**DESCRIPTION OF THE TASK:** Lines with "other" in the entries below: count them and reply with the number alone.

**DATA FOR PROCESSING:**

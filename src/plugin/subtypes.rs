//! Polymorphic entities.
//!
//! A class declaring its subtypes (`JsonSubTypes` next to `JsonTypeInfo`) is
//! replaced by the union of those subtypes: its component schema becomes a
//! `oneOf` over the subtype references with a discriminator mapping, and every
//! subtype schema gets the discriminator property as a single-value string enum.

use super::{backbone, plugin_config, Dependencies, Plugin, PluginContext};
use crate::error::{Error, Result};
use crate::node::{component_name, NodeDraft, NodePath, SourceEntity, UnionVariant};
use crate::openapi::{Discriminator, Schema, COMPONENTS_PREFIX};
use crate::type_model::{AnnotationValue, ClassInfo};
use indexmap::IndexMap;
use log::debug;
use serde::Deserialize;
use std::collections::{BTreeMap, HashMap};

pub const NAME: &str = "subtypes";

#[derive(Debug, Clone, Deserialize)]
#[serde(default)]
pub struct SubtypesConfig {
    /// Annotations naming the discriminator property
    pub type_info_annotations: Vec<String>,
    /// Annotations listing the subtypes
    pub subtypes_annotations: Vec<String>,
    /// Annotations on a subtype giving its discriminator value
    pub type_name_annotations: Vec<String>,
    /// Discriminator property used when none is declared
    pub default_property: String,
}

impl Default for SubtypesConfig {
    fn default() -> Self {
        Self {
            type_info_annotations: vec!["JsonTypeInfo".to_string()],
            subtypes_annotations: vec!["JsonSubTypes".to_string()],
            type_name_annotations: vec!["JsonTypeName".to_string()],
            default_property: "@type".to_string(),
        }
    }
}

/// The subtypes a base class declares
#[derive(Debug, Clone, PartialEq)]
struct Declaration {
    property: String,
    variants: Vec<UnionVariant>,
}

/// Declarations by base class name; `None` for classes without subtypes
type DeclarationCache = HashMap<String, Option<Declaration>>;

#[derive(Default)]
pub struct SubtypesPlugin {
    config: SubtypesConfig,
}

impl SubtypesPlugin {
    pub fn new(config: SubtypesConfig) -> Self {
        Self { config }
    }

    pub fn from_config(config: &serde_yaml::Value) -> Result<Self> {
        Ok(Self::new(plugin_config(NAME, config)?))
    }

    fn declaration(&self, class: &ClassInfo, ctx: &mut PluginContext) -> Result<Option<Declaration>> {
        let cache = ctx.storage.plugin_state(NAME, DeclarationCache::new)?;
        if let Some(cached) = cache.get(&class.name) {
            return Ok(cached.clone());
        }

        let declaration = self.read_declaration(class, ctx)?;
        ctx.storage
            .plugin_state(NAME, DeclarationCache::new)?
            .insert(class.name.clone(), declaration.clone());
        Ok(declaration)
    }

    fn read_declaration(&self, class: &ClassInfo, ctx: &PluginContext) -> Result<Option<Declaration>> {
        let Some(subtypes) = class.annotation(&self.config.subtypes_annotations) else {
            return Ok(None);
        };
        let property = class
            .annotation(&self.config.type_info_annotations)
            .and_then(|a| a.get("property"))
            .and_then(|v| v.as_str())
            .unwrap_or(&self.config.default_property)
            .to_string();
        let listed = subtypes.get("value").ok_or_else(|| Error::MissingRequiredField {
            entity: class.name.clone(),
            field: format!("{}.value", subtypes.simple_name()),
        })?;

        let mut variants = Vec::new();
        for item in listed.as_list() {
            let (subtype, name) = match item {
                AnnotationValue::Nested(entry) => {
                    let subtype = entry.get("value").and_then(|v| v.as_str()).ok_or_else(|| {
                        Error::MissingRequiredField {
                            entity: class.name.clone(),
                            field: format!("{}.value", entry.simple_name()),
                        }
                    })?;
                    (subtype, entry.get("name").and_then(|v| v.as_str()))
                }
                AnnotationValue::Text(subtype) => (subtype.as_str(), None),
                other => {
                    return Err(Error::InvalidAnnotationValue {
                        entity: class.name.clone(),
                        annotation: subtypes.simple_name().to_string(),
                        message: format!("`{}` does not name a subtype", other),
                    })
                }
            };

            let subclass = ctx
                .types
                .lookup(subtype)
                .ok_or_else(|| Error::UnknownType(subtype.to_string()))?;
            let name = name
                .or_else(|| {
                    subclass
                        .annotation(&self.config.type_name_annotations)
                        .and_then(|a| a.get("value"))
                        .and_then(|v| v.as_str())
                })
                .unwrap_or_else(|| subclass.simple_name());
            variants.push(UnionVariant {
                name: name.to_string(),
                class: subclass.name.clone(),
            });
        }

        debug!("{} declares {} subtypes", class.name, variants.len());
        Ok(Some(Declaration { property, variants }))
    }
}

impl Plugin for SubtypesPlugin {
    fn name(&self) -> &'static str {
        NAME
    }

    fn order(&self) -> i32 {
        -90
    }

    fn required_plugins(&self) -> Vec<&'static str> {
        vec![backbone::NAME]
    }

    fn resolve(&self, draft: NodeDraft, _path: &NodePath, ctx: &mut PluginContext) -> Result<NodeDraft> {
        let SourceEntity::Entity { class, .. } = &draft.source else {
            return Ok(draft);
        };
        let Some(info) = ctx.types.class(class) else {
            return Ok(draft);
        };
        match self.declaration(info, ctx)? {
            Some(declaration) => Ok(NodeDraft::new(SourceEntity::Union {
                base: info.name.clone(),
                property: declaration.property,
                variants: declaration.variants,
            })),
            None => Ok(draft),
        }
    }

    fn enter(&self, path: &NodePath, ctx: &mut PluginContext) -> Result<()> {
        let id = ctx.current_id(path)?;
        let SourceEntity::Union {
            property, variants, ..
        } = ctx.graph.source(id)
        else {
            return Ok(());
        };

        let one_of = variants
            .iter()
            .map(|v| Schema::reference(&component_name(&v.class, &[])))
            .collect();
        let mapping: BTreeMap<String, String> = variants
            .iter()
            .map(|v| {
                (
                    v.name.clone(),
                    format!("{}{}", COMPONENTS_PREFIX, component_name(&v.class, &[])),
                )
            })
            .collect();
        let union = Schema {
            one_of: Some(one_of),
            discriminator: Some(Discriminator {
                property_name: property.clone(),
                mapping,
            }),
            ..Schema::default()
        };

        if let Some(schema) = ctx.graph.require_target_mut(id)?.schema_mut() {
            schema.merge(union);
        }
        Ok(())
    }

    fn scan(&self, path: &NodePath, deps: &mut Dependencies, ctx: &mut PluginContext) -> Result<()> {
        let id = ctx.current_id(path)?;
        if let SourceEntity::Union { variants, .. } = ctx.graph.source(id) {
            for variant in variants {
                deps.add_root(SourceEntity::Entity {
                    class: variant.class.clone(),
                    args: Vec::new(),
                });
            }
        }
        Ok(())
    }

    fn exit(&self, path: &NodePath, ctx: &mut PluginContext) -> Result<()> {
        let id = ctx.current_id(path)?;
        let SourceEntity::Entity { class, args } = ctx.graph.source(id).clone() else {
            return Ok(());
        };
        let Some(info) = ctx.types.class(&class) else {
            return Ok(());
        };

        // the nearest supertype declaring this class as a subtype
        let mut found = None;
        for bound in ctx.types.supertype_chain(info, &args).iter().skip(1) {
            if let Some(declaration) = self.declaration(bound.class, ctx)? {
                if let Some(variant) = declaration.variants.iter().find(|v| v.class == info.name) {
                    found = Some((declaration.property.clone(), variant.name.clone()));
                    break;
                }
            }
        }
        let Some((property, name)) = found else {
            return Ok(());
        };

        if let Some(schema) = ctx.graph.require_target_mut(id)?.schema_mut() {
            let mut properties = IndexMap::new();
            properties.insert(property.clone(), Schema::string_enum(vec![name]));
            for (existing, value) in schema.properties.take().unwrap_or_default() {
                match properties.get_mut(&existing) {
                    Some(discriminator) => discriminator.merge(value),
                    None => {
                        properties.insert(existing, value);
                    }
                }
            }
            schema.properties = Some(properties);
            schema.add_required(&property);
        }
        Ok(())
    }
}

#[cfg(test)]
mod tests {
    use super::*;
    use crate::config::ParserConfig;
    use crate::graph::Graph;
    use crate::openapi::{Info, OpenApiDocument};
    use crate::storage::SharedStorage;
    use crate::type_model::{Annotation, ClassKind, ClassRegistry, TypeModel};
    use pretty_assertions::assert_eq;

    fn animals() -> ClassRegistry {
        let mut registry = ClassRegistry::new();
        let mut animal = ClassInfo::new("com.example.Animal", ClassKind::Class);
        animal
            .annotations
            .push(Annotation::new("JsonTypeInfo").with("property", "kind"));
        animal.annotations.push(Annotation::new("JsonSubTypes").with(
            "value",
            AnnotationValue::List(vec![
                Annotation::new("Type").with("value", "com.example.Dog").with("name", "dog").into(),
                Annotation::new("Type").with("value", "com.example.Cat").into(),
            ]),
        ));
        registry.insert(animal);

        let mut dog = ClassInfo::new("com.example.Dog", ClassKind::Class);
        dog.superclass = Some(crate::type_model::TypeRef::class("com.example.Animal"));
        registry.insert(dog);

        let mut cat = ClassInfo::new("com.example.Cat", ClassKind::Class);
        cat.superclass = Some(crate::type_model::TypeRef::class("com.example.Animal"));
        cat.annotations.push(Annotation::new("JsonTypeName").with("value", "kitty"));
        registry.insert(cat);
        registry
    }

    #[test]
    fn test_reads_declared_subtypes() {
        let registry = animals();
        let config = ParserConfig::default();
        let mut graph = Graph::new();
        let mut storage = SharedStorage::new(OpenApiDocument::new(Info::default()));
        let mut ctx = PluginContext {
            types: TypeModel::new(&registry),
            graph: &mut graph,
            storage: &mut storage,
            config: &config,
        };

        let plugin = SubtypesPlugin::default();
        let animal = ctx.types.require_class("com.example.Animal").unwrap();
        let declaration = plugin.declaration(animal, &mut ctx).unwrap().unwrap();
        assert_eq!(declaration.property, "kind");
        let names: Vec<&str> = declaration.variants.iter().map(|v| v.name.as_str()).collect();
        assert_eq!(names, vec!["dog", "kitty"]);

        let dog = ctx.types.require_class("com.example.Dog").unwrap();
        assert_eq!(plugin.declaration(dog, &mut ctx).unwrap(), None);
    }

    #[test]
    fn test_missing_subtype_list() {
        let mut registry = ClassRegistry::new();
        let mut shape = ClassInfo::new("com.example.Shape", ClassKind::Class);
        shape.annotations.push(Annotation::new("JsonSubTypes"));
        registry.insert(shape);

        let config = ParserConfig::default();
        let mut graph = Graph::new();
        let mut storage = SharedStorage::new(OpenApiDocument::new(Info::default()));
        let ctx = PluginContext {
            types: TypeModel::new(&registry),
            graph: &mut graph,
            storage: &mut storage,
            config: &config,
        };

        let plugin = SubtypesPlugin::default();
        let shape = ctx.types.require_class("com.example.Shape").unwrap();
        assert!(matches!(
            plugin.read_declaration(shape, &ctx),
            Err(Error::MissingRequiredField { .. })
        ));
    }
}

**SOLVED PROBLEM:** 2